__Goal of the exercise__. Every line with the string "impl" in it belongs in your answer, so copy them all from the data.

__Extracted data__.
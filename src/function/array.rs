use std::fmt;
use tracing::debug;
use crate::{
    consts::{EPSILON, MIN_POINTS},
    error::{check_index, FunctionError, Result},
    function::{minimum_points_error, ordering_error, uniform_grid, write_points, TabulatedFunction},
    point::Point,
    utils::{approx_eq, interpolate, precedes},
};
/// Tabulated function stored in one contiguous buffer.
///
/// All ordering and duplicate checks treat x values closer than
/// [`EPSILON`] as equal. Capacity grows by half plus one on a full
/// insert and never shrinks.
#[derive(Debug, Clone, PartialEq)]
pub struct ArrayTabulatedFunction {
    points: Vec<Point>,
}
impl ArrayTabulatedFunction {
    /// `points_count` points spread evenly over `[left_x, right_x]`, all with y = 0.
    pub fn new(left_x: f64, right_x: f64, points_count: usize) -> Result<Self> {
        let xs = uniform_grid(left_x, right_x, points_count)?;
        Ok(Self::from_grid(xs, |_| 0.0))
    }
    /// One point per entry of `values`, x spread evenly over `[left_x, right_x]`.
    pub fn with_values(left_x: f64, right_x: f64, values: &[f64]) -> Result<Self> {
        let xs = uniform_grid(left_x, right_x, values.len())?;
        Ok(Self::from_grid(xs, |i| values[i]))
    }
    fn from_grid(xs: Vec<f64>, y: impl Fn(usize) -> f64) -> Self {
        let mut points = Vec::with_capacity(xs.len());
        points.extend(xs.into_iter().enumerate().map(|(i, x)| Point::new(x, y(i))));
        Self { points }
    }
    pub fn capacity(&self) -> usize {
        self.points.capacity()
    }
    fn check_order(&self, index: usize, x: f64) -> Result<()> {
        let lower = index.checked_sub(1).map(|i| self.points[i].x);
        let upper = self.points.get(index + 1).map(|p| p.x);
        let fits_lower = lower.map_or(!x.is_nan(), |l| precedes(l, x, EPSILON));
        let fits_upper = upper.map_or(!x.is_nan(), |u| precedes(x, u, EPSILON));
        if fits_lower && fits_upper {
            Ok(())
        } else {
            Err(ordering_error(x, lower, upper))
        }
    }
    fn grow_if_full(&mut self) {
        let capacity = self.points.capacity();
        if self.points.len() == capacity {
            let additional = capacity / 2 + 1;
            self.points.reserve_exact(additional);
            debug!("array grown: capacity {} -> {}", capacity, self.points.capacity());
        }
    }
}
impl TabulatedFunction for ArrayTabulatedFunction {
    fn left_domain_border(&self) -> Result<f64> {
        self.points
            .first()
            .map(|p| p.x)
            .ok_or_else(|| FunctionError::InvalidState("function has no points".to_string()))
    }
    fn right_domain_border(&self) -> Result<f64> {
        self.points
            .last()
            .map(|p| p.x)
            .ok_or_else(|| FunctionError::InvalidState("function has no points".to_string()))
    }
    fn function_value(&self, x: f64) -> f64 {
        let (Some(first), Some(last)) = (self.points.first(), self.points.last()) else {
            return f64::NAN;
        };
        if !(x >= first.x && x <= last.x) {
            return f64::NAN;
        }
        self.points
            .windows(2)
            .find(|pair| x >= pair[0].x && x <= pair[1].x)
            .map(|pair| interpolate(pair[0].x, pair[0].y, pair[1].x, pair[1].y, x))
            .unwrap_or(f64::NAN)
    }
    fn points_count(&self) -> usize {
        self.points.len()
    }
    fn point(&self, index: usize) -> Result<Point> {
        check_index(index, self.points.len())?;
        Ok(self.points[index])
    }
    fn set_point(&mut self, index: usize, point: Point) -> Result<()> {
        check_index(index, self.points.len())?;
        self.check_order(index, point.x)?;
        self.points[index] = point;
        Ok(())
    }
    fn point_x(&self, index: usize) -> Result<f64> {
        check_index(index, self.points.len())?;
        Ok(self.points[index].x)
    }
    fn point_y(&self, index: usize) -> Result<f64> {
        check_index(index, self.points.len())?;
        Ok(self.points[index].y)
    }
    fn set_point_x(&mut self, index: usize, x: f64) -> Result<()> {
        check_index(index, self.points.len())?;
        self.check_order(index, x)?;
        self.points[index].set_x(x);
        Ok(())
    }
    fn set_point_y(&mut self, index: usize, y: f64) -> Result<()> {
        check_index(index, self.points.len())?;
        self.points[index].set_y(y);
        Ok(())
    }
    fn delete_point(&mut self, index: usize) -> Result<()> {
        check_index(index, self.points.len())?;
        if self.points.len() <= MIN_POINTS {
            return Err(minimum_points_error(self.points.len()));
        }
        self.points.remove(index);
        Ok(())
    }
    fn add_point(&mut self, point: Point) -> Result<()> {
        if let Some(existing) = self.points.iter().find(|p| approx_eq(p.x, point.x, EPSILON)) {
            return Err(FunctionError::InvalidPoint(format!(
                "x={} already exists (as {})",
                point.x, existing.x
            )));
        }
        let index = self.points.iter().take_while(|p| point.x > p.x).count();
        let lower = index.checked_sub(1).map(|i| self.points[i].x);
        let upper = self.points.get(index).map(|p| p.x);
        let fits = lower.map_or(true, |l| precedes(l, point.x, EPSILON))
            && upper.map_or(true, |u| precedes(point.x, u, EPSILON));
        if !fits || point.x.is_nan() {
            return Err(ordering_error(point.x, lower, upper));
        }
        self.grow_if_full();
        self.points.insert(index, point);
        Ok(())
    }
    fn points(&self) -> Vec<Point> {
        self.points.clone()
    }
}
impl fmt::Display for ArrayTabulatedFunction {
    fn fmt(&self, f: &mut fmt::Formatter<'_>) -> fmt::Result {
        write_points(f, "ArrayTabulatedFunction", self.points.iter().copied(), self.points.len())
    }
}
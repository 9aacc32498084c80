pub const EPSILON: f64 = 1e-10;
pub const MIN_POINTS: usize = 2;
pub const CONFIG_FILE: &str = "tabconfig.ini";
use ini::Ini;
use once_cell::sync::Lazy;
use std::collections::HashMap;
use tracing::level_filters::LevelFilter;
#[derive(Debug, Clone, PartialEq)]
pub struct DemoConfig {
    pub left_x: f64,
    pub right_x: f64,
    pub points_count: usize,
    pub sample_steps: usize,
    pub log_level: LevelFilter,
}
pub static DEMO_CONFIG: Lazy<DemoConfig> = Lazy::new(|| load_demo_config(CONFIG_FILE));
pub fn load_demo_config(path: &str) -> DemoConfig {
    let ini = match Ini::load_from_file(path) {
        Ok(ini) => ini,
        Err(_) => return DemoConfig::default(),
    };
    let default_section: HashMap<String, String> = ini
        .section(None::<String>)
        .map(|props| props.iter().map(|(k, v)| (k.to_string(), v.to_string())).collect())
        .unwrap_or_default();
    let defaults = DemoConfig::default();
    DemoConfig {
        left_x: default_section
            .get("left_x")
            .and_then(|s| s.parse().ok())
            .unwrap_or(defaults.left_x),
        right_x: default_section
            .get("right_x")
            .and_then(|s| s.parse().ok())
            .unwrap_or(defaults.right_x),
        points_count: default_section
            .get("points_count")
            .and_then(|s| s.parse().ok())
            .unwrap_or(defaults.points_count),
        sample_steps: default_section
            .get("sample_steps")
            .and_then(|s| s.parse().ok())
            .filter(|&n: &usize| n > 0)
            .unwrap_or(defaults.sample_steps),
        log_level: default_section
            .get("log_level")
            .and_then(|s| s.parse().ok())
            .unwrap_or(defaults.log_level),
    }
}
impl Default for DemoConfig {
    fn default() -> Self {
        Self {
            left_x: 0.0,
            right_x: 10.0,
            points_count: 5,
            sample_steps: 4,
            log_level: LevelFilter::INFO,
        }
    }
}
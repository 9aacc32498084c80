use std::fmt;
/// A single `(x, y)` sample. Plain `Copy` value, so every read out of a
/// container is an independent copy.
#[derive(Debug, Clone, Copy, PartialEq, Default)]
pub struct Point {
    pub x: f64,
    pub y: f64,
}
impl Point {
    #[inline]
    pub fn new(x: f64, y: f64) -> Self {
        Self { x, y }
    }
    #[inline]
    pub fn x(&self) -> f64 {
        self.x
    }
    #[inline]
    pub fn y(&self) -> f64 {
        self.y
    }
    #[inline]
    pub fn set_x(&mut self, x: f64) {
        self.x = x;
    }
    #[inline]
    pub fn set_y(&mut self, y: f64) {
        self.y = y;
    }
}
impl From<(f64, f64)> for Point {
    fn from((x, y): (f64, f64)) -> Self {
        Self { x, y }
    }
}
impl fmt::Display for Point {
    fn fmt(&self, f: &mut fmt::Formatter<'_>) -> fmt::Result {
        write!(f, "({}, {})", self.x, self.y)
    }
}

__Response area__.
impl ArrayTabulatedFunction {
    fn from_grid(xs: Vec<f64>, y: impl Fn(usize) -> f64) -> Self {
impl TabulatedFunction for ArrayTabulatedFunction {
impl fmt::Display for ArrayTabulatedFunction {
impl Default for DemoConfig {
impl Point {
impl From<(f64, f64)> for Point {
impl fmt::Display for Point {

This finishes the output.